● Requirement
Please copy exactly the lines from the top of the data through the line containing "use error_stack::report;", and nothing else.

··· Given entries ···

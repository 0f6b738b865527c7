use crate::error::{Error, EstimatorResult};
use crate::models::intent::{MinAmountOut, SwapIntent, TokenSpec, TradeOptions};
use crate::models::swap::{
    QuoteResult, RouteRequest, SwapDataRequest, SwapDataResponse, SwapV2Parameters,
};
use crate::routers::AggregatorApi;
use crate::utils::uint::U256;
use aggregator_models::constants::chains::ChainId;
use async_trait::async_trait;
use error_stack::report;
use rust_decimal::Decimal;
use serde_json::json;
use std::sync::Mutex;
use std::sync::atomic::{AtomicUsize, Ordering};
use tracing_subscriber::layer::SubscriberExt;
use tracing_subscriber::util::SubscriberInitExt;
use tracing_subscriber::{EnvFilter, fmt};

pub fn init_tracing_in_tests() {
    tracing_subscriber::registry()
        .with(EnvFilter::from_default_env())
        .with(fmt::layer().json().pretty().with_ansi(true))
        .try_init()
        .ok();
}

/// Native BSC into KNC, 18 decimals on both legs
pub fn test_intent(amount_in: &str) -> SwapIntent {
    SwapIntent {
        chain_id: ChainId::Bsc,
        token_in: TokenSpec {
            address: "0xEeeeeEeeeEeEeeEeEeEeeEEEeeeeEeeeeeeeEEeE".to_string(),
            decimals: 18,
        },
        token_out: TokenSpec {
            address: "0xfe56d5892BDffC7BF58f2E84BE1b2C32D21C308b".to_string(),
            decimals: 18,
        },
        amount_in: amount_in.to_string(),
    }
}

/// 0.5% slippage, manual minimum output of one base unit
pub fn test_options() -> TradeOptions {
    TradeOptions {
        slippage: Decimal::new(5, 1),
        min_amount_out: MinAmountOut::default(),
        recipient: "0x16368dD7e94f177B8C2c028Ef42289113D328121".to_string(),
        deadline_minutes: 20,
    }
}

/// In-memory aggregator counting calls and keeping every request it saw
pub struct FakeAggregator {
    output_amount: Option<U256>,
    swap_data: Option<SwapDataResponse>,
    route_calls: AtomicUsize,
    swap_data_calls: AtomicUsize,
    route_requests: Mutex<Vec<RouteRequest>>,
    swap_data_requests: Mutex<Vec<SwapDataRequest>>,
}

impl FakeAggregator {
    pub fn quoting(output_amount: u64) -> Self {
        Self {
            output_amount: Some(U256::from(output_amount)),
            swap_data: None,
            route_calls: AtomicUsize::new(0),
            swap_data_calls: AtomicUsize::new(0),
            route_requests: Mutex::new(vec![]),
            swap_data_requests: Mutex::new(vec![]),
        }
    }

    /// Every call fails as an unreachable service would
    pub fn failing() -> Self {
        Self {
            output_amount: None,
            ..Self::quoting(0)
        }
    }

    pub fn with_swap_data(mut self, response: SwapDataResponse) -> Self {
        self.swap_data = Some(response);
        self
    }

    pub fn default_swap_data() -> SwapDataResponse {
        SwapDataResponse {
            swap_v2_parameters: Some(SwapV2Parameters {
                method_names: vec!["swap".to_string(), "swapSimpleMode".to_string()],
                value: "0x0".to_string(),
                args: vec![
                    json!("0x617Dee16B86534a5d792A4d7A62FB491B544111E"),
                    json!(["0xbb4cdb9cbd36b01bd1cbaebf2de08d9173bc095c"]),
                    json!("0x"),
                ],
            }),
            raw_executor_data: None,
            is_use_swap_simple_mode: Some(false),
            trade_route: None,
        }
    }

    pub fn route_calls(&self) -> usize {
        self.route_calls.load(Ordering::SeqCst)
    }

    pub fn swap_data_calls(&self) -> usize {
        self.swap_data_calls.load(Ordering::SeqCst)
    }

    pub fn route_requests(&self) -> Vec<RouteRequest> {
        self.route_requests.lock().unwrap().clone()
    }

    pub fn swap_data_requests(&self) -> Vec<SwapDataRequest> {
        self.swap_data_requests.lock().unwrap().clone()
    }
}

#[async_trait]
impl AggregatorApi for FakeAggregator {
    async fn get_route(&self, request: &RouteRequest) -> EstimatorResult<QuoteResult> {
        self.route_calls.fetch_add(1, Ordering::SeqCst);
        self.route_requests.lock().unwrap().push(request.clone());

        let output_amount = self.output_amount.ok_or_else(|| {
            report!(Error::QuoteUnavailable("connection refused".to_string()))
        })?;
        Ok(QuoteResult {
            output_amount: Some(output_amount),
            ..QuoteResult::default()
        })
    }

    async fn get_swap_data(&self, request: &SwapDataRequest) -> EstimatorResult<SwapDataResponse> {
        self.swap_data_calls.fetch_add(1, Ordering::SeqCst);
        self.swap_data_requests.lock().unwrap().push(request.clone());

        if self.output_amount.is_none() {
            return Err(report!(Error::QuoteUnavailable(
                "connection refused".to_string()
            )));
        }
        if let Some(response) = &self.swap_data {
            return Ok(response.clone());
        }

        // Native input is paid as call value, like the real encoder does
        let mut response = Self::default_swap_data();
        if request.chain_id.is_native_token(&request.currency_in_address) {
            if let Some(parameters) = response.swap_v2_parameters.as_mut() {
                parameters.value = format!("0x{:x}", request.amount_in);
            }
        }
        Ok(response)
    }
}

···

● Answer to the exercise
repository 0f6b738b865527c7
use crate::error::{Error, EstimatorResult};
use crate::models::intent::{MinAmountOut, SwapIntent, TokenSpec, TradeOptions};
use crate::models::swap::{
    QuoteResult, RouteRequest, SwapDataRequest, SwapDataResponse, SwapV2Parameters,
};
use crate::routers::AggregatorApi;
use crate::utils::uint::U256;
use aggregator_models::constants::chains::ChainId;
use async_trait::async_trait;
use error_stack::report;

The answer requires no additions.